Check every line of the data below for the word "FhirClient", then give only the number of lines that have it.
****************
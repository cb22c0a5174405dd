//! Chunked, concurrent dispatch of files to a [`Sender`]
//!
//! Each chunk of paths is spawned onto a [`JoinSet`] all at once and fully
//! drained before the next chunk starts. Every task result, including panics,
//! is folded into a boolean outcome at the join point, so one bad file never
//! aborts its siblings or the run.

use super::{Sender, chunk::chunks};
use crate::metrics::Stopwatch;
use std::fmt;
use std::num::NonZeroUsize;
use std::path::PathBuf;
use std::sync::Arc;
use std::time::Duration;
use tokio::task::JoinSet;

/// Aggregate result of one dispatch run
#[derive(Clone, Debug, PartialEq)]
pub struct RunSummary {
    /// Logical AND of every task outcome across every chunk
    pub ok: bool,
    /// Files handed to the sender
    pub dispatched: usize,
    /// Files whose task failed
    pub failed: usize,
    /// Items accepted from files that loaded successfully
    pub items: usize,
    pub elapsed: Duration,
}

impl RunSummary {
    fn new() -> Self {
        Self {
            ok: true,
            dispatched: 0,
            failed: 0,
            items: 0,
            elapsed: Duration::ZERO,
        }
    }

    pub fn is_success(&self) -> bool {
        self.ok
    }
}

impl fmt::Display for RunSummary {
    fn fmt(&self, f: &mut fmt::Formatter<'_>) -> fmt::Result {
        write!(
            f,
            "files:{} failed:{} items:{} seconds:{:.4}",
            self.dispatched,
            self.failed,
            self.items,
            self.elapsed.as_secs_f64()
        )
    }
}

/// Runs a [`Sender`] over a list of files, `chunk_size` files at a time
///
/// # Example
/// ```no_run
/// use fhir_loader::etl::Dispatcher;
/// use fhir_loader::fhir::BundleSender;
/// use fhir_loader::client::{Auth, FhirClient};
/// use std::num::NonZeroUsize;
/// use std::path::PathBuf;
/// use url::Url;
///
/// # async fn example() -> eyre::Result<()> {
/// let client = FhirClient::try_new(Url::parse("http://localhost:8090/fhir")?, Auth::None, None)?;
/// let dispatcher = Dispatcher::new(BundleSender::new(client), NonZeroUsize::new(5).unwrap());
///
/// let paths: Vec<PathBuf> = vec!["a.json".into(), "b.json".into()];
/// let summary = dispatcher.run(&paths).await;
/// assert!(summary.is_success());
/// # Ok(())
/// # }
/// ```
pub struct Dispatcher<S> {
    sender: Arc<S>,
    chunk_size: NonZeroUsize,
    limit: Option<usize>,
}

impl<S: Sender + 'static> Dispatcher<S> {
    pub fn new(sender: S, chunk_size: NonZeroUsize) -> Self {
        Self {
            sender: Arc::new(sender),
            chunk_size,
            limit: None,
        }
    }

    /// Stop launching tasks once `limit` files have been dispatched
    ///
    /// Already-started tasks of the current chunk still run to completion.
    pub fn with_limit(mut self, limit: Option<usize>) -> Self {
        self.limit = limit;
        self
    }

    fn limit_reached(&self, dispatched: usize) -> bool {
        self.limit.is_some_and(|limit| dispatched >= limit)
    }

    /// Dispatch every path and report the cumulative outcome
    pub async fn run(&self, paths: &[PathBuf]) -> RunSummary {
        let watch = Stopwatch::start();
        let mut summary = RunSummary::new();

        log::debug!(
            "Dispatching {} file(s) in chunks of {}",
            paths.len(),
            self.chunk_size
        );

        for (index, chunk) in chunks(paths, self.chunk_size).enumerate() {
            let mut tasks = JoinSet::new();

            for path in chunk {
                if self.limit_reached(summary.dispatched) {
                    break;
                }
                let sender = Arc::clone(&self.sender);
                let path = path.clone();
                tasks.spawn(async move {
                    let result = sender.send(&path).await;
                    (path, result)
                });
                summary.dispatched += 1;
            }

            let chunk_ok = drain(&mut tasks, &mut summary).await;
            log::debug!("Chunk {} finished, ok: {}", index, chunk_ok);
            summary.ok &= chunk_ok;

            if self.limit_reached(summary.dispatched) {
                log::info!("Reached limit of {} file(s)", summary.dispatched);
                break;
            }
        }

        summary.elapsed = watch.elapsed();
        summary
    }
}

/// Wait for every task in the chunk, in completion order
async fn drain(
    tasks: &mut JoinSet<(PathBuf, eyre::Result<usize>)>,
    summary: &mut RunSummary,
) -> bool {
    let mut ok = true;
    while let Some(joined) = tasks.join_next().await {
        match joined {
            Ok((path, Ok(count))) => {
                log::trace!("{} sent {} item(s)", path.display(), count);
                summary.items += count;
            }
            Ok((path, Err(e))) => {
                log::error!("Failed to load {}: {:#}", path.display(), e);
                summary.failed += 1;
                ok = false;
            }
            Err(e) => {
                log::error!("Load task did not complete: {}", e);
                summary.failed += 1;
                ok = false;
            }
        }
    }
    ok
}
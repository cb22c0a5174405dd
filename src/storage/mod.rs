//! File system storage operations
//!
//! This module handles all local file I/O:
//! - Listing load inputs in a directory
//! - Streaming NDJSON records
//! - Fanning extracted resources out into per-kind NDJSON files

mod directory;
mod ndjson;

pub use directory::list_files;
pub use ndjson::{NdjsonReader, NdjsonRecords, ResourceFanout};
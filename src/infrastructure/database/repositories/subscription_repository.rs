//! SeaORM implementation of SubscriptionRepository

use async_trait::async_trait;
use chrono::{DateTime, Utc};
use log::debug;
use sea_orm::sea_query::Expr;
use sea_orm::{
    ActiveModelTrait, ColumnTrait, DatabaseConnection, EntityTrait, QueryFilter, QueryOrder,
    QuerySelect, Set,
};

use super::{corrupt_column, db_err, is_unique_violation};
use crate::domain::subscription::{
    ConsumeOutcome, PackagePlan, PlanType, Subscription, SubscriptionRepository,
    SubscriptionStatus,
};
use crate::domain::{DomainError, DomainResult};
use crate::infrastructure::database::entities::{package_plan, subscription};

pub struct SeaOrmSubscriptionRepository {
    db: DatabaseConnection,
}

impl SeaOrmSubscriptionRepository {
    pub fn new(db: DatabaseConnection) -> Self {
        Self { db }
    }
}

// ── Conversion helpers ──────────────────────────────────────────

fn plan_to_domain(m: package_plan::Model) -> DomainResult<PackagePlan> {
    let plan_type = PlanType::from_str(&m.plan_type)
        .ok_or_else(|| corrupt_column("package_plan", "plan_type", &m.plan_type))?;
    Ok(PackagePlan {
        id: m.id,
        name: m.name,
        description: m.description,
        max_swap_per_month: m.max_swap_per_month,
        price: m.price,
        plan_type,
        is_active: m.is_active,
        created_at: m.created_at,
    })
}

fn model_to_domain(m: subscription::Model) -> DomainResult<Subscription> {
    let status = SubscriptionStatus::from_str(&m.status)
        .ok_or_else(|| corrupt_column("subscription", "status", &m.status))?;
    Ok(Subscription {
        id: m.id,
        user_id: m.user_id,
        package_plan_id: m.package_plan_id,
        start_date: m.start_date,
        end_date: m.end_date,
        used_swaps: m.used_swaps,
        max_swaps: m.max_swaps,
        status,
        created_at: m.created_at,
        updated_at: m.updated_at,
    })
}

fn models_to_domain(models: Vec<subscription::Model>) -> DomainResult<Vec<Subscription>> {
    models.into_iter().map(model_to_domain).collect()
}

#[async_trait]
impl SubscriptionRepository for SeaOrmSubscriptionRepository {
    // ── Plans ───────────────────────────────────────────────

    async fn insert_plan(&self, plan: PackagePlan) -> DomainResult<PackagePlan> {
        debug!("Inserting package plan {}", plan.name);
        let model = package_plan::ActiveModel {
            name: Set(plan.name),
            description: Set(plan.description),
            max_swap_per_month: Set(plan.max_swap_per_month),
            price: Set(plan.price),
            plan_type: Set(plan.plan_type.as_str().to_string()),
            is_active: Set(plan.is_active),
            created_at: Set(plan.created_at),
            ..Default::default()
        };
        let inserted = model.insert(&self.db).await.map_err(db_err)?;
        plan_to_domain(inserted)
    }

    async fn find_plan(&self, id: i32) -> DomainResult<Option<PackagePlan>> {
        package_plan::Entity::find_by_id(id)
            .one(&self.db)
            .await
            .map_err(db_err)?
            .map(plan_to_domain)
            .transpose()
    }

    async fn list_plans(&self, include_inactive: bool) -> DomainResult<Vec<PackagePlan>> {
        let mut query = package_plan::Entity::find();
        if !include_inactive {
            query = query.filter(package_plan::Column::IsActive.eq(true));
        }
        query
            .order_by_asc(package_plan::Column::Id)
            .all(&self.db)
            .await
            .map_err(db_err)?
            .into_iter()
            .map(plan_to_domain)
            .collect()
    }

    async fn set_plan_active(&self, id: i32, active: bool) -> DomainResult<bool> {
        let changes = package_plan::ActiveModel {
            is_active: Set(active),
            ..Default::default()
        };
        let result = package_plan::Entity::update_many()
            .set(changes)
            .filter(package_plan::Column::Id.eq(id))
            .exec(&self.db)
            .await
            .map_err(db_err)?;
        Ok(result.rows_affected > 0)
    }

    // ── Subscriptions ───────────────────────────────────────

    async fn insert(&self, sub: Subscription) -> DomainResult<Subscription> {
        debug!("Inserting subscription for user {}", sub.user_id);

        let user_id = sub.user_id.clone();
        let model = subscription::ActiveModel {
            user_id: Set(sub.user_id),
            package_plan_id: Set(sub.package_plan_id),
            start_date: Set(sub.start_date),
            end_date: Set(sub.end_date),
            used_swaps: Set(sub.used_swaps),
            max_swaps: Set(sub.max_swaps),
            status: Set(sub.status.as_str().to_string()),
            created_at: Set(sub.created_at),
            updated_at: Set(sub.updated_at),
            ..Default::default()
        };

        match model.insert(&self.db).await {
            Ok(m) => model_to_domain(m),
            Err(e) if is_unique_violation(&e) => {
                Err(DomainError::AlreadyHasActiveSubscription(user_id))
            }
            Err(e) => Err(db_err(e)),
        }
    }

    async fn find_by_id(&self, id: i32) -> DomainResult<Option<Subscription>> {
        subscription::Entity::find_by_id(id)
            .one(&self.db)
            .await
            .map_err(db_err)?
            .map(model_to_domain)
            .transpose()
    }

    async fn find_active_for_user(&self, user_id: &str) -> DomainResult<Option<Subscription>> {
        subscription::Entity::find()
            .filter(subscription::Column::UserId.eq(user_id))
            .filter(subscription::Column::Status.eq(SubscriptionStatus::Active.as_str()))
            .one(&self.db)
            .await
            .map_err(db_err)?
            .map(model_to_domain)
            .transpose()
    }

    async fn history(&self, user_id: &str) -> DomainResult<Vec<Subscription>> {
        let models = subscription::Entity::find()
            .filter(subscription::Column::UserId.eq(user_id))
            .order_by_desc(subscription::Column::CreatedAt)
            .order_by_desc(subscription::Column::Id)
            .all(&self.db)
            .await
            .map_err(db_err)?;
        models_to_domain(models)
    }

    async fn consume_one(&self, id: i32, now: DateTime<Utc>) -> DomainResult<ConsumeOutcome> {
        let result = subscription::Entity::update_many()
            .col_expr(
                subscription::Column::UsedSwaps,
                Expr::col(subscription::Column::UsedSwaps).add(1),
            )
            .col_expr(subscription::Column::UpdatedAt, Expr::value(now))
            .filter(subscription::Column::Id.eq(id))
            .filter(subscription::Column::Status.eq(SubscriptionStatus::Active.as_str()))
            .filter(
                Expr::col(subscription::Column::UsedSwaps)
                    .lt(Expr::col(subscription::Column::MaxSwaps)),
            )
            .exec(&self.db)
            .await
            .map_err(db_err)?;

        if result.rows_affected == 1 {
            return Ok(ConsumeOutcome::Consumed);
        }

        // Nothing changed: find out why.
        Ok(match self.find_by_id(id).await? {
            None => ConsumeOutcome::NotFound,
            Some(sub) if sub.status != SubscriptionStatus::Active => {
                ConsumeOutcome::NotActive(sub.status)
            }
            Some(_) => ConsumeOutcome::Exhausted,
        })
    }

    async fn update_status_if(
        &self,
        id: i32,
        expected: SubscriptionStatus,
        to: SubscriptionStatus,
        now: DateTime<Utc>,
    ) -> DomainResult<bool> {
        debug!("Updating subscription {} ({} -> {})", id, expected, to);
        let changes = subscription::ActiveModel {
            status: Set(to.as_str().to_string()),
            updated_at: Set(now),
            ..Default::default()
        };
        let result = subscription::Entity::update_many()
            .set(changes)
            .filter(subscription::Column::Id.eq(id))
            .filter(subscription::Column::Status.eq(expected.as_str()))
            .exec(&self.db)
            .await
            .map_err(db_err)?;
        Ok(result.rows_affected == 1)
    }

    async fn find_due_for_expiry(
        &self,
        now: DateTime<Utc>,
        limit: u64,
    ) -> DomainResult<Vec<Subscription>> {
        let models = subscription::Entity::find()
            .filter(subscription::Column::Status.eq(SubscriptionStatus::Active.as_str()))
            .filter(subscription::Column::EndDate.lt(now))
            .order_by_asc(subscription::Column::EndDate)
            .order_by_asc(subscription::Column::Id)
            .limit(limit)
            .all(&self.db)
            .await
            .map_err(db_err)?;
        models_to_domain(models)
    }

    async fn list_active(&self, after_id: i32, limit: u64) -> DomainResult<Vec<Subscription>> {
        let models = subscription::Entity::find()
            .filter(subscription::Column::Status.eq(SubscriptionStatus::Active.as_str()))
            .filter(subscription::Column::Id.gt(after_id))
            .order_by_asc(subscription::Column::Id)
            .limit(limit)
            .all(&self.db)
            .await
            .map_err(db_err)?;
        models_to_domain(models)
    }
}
****************
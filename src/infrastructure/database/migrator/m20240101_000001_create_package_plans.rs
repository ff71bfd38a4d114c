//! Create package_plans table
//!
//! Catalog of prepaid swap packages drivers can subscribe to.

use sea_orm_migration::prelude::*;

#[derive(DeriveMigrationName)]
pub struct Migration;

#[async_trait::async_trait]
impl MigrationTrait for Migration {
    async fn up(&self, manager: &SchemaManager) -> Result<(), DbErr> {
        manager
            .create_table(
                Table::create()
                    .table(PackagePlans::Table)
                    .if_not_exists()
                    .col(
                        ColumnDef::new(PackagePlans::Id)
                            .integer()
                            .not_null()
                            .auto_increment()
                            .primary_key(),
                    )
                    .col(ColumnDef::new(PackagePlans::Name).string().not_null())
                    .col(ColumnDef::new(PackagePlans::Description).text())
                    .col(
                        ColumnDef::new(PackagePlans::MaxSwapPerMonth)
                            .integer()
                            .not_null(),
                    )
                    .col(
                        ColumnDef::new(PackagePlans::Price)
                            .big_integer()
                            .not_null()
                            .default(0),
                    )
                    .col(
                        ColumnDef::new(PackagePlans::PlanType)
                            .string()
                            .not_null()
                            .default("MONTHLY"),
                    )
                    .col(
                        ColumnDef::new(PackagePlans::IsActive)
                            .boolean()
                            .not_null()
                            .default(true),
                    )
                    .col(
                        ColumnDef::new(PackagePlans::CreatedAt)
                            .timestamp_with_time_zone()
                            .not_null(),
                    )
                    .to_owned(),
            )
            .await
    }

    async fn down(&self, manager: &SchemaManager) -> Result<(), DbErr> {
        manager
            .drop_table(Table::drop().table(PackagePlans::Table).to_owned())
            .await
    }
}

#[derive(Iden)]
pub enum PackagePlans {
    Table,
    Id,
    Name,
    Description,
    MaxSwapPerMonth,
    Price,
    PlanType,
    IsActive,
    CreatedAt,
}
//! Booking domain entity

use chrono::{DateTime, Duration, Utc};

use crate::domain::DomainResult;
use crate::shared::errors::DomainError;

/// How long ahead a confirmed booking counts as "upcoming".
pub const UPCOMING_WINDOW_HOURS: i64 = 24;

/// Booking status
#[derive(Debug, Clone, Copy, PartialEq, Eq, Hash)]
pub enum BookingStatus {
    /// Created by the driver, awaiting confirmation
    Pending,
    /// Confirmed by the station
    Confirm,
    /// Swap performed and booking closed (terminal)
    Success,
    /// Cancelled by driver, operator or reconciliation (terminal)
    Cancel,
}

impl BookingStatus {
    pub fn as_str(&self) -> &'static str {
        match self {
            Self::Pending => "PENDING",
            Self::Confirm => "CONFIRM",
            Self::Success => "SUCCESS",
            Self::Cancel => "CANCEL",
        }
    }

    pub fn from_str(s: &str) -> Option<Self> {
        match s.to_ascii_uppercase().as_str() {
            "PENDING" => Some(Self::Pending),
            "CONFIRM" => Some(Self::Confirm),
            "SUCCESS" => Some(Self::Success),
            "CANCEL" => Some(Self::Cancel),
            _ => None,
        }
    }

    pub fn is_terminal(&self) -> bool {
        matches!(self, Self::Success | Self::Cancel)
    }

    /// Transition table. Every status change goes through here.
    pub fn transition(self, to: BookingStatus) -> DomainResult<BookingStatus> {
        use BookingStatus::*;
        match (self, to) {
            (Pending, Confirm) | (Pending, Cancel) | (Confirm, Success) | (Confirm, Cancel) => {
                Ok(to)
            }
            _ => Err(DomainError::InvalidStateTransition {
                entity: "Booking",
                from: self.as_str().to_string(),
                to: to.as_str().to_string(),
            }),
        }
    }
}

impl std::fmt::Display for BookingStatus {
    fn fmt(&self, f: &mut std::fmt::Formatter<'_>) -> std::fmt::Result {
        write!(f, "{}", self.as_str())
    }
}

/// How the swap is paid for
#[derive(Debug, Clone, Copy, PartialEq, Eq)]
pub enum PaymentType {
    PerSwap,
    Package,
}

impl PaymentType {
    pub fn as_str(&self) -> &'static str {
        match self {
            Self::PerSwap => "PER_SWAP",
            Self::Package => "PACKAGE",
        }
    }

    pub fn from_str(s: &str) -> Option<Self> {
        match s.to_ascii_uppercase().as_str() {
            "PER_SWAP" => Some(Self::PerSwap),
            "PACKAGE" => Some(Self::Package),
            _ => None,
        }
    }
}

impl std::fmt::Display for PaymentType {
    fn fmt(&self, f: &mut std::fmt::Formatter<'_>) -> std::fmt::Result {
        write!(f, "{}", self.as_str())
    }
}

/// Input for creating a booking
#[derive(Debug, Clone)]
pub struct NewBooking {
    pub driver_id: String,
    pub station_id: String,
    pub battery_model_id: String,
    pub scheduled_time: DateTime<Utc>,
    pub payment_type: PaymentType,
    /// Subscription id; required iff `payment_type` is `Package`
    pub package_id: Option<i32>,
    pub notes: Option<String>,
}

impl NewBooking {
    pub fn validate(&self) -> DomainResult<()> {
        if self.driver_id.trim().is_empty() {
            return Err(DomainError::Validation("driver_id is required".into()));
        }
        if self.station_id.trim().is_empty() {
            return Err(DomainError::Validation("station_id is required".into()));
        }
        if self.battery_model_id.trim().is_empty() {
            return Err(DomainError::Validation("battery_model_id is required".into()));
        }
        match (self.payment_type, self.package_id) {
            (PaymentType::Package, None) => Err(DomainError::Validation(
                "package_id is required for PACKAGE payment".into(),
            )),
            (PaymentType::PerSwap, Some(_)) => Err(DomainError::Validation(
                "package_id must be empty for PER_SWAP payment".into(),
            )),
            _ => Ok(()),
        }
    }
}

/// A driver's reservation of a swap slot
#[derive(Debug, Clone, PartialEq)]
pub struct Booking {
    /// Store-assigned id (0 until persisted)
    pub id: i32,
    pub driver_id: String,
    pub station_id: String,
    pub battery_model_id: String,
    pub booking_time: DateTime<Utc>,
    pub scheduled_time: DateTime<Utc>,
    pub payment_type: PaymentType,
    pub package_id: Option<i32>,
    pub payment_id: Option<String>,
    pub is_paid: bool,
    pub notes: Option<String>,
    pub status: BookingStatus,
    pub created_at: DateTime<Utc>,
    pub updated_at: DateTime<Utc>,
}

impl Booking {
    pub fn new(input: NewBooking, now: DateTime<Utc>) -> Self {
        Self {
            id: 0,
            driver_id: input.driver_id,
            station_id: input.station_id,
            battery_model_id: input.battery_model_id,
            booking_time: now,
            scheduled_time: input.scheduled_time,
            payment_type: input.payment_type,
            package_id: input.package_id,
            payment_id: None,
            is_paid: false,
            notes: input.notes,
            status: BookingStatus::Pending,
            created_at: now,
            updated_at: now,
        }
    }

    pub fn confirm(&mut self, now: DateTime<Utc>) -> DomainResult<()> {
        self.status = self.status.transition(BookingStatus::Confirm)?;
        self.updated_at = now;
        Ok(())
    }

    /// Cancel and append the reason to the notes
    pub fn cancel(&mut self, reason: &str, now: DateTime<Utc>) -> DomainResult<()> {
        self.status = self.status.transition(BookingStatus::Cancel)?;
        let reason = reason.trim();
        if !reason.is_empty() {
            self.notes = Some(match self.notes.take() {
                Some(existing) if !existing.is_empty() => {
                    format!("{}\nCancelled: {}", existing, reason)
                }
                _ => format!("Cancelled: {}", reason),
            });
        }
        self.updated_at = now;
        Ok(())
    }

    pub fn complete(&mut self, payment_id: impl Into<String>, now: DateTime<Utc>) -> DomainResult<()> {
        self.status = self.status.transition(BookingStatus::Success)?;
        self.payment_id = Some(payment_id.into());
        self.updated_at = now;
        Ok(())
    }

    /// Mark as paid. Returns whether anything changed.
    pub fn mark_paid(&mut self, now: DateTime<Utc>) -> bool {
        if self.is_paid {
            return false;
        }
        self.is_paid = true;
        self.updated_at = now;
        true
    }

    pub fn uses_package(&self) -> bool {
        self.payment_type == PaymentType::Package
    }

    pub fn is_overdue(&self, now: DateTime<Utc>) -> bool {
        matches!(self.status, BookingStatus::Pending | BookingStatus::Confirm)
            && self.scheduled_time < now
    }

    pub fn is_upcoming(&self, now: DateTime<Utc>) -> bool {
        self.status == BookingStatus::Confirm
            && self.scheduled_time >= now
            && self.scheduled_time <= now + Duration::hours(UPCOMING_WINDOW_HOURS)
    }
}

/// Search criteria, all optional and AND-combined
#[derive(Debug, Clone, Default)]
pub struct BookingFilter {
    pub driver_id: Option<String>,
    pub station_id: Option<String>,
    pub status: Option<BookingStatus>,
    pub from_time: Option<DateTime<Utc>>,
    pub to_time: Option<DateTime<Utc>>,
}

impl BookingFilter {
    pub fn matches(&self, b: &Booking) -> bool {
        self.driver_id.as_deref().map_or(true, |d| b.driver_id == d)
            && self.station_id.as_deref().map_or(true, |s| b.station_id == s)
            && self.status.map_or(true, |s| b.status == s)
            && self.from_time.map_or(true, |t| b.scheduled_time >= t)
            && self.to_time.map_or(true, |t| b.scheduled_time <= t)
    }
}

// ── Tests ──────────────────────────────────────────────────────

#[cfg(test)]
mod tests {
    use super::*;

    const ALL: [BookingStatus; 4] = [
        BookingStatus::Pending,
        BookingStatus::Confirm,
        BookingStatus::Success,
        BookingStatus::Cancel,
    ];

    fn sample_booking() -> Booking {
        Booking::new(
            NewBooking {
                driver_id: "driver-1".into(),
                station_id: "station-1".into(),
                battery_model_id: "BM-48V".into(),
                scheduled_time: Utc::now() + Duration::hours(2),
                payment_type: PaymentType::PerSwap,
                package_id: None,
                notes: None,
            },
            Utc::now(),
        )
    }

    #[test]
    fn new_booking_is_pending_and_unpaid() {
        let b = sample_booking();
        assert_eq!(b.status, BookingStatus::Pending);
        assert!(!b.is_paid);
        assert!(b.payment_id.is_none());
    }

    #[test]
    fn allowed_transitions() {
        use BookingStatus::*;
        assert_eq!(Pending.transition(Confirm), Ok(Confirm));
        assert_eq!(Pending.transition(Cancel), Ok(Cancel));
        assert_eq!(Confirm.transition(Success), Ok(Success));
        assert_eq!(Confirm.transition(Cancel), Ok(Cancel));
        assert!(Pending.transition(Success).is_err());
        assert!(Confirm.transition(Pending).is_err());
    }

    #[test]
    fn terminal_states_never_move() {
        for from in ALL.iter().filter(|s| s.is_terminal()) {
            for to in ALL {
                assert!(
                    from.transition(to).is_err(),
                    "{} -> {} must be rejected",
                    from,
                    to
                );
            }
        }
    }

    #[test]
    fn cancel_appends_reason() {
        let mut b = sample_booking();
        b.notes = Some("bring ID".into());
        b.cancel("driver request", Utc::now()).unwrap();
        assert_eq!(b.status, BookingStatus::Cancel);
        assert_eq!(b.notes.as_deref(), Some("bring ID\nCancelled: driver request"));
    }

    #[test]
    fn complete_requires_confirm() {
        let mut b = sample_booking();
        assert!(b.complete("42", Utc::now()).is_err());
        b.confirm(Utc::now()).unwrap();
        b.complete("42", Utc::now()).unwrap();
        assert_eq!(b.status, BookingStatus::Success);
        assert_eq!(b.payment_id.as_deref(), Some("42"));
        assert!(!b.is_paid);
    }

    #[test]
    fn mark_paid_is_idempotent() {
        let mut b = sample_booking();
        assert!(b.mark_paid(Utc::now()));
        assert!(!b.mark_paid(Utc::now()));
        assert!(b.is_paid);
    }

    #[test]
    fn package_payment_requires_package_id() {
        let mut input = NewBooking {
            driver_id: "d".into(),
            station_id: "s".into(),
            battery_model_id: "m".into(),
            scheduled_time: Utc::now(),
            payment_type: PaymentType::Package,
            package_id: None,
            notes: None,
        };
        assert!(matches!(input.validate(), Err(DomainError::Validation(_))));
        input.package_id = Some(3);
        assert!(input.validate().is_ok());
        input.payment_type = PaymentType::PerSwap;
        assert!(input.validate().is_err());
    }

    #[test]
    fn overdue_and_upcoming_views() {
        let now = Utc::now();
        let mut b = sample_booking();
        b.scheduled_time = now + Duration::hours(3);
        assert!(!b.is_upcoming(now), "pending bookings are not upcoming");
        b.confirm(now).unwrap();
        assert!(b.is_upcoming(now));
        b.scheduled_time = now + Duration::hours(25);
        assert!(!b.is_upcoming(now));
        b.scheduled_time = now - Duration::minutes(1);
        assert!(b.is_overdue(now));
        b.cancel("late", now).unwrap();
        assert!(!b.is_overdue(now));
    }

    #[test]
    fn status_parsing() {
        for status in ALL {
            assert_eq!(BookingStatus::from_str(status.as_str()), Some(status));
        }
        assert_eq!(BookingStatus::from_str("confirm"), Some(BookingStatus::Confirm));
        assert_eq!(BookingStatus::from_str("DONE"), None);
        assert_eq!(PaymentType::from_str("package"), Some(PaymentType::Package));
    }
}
****************
TASK RESPONSE: 2